Subjective effectiveness of ibogaine treatment for problematic opioid consumption: Short- and long-term outcomes and current psychological functioning
ALAN K. DAVIS, JOSEPH P. BARSUGLIA, MARLEY WINDHAM-HERMAN, MARTA LYNCH and MARTIN POLANCO
Journal of Psychedelic Studies, 2017, 1, (2), pp. 65–73
DOI: 10.1556/2054.01.2017.009
Background and aims : Very few studies have reported the effectiveness of ibogaine as a treatment for chronic opioid use. Therefore, this study evaluated the acute subjective effects of ibogaine, outcomes on problematic opioid consumption, and the long-term associations with psychological functioning.
Methods : Using online data collection, 88 patients who received ibogaine treatment in Mexico between 2012 and 2015 completed our survey.

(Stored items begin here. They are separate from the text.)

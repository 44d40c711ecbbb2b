//! Bar — the fundamental market data unit.

use chrono::{DateTime, Duration, Utc};
use serde::{Deserialize, Serialize};
use std::fmt;

/// Bar timeframe. Together with the symbol it identifies a bar stream.
#[derive(Debug, Clone, Copy, PartialEq, Eq, Hash, Serialize, Deserialize)]
#[serde(rename_all = "snake_case")]
pub enum Timeframe {
    Min1,
    Min5,
    Min15,
    Hour1,
    Day1,
}

impl Timeframe {
    pub fn as_str(&self) -> &'static str {
        match self {
            Timeframe::Min1 => "1m",
            Timeframe::Min5 => "5m",
            Timeframe::Min15 => "15m",
            Timeframe::Hour1 => "1h",
            Timeframe::Day1 => "1d",
        }
    }

    /// Nominal duration of one bar.
    pub fn duration(&self) -> Duration {
        match self {
            Timeframe::Min1 => Duration::minutes(1),
            Timeframe::Min5 => Duration::minutes(5),
            Timeframe::Min15 => Duration::minutes(15),
            Timeframe::Hour1 => Duration::hours(1),
            Timeframe::Day1 => Duration::days(1),
        }
    }
}

impl fmt::Display for Timeframe {
    fn fmt(&self, f: &mut fmt::Formatter<'_>) -> fmt::Result {
        write!(f, "{}", self.as_str())
    }
}

/// OHLCV bar for a single symbol and timeframe at a single timestamp.
///
/// Immutable once produced. Upstream loaders are responsible for data
/// validation; `is_sane` is the last line of defense at clock construction.
#[derive(Debug, Clone, Serialize, Deserialize)]
pub struct Bar {
    pub symbol: String,
    pub timeframe: Timeframe,
    pub timestamp: DateTime<Utc>,
    pub open: f64,
    pub high: f64,
    pub low: f64,
    pub close: f64,
    pub volume: f64,
}

impl Bar {
    #[allow(clippy::too_many_arguments)]
    pub fn new(
        symbol: impl Into<String>,
        timeframe: Timeframe,
        timestamp: DateTime<Utc>,
        open: f64,
        high: f64,
        low: f64,
        close: f64,
        volume: f64,
    ) -> Self {
        Self {
            symbol: symbol.into(),
            timeframe,
            timestamp,
            open,
            high,
            low,
            close,
            volume,
        }
    }

    /// Basic OHLCV sanity check: high >= low, range contains open and close,
    /// prices positive, volume non-negative.
    pub fn is_sane(&self) -> bool {
        self.high >= self.low
            && self.high >= self.open
            && self.high >= self.close
            && self.low <= self.open
            && self.low <= self.close
            && self.open > 0.0
            && self.close > 0.0
            && self.volume >= 0.0
            && self.open.is_finite()
            && self.high.is_finite()
            && self.low.is_finite()
            && self.close.is_finite()
    }
}
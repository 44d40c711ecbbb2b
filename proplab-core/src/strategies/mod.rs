//! Reference strategies exercising the engine's order paths.

pub mod bracket_breakout;
pub mod sma_cross;

pub use bracket_breakout::BracketBreakout;
pub use sma_cross::SmaCross;
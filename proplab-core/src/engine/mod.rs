//! Engine internals: order book, fill evaluation, ledger, risk rules, and
//! the per-bar-group driver.

pub mod driver;
pub mod execution;
pub mod ledger;
pub mod order_book;
pub mod risk;

pub use driver::{Backtest, EngineError, EquityPoint, RunResult, RunStatus};
pub use execution::{check_trigger, TriggerResult};
pub use ledger::Ledger;
pub use order_book::{
    BracketIds, BracketSpec, EntryType, OrderBook, OrderBookError, OrderSpec,
};
pub use risk::{RiskEngine, RiskVerdict};
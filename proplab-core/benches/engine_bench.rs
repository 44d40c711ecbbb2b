use chrono::{TimeZone, Utc};
use criterion::{criterion_group, criterion_main, BenchmarkId, Criterion};
use proplab_core::config::{EngineConfig, PropFirmConfig};
use proplab_core::domain::Timeframe;
use proplab_core::engine::driver::Backtest;
use proplab_core::strategies::{BracketBreakout, SmaCross};
use proplab_core::synthetic::random_walk_series;

fn bench_sma_run(c: &mut Criterion) {
    let start = Utc.with_ymd_and_hms(2024, 3, 4, 9, 30, 0).unwrap();
    let mut group = c.benchmark_group("sma_cross_run");

    for bars in [1_000usize, 10_000] {
        let series = random_walk_series("MES", Timeframe::Min1, start, bars, 5_000.0, 42);
        group.bench_with_input(BenchmarkId::from_parameter(bars), &series, |b, series| {
            b.iter(|| {
                let config =
                    EngineConfig::new(PropFirmConfig::preset("topstep_50k").unwrap());
                let mut strategy = SmaCross::new("MES", 5, 20, 1);
                let backtest =
                    Backtest::new(vec![series.clone()], &mut strategy, config).unwrap();
                backtest.run()
            })
        });
    }
    group.finish();
}

fn bench_bracket_run(c: &mut Criterion) {
    let start = Utc.with_ymd_and_hms(2024, 3, 4, 9, 30, 0).unwrap();
    let series = random_walk_series("MES", Timeframe::Min1, start, 10_000, 5_000.0, 42);

    c.bench_function("bracket_breakout_run_10k", |b| {
        b.iter(|| {
            let config = EngineConfig::new(PropFirmConfig::preset("topstep_50k").unwrap());
            let mut strategy = BracketBreakout::new("MES", 10, 1, 20, 10);
            let backtest = Backtest::new(vec![series.clone()], &mut strategy, config).unwrap();
            backtest.run()
        })
    });
}

criterion_group!(benches, bench_sma_run, bench_bracket_run);
criterion_main!(benches);
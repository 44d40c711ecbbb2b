//! TradeRecord — a completed round trip, emitted when a position closes.

use super::ids::TradeId;
use chrono::{DateTime, Utc};
use serde::{Deserialize, Serialize};

/// Direction of the round trip, from the entry side.
#[derive(Debug, Clone, Copy, PartialEq, Eq, Serialize, Deserialize)]
#[serde(rename_all = "snake_case")]
pub enum TradeSide {
    Long,
    Short,
}

/// A completed trade: entry → exit for some number of contracts.
///
/// Emitted by the ledger, never stored by the core — journals and metric
/// computations are downstream consumers. `commission` is the round-trip
/// commission attributed to the closed contracts (both sides).
#[derive(Debug, Clone, Serialize, Deserialize)]
pub struct TradeRecord {
    pub id: TradeId,
    pub symbol: String,
    pub side: TradeSide,
    pub size: u32,
    pub entry_price: f64,
    pub entry_time: DateTime<Utc>,
    pub exit_price: f64,
    pub exit_time: DateTime<Utc>,
    pub gross_pnl: f64,
    pub commission: f64,
    pub net_pnl: f64,
}

impl TradeRecord {
    pub fn is_winner(&self) -> bool {
        self.net_pnl > 0.0
    }
}

#[cfg(test)]
mod tests {
    use super::*;
    use chrono::TimeZone;

    fn sample_trade() -> TradeRecord {
        TradeRecord {
            id: TradeId(1),
            symbol: "MES".into(),
            side: TradeSide::Long,
            size: 2,
            entry_price: 5000.0,
            entry_time: Utc.with_ymd_and_hms(2024, 3, 4, 14, 30, 0).unwrap(),
            exit_price: 5010.0,
            exit_time: Utc.with_ymd_and_hms(2024, 3, 4, 15, 10, 0).unwrap(),
            gross_pnl: 100.0,
            commission: 10.0,
            net_pnl: 90.0,
        }
    }

    #[test]
    fn winner_check() {
        assert!(sample_trade().is_winner());
        let mut loser = sample_trade();
        loser.net_pnl = -20.0;
        assert!(!loser.is_winner());
    }

    #[test]
    fn trade_serialization_roundtrip() {
        let trade = sample_trade();
        let json = serde_json::to_string(&trade).unwrap();
        let deser: TradeRecord = serde_json::from_str(&json).unwrap();
        assert_eq!(trade.id, deser.id);
        assert_eq!(trade.net_pnl, deser.net_pnl);
    }
}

Results : Most participants (72%) had used opioids for at least 4 years and 69% reported daily use. Most (80%) indicated that ibogaine eliminated or drastically reduced withdrawal symptoms. Fifty percent reported that ibogaine reduced opioid craving, some (25%) reporting a reduction in craving lasting at least 3 months. Thirty percent of participants reported never using opioids again following ibogaine treatment. And over one half (54%) of these abstainers had been abstinent for at least 1 year, with 31% abstinent for at least 2 years. At the time of survey, 41% of all participants reported sustained abstinence (>6 months). Although 70% of the total sample reported a relapse following treatment, 48% reported decreased use from pretreatment levels and an additional 11% eventually achieved abstinence. Treatment responders had the lowest rates of depressive and anxious symptoms, the highest levels of subjective wellbeing and rated their ibogaine treatment as more spiritually meaningful compared with treatment non-responders.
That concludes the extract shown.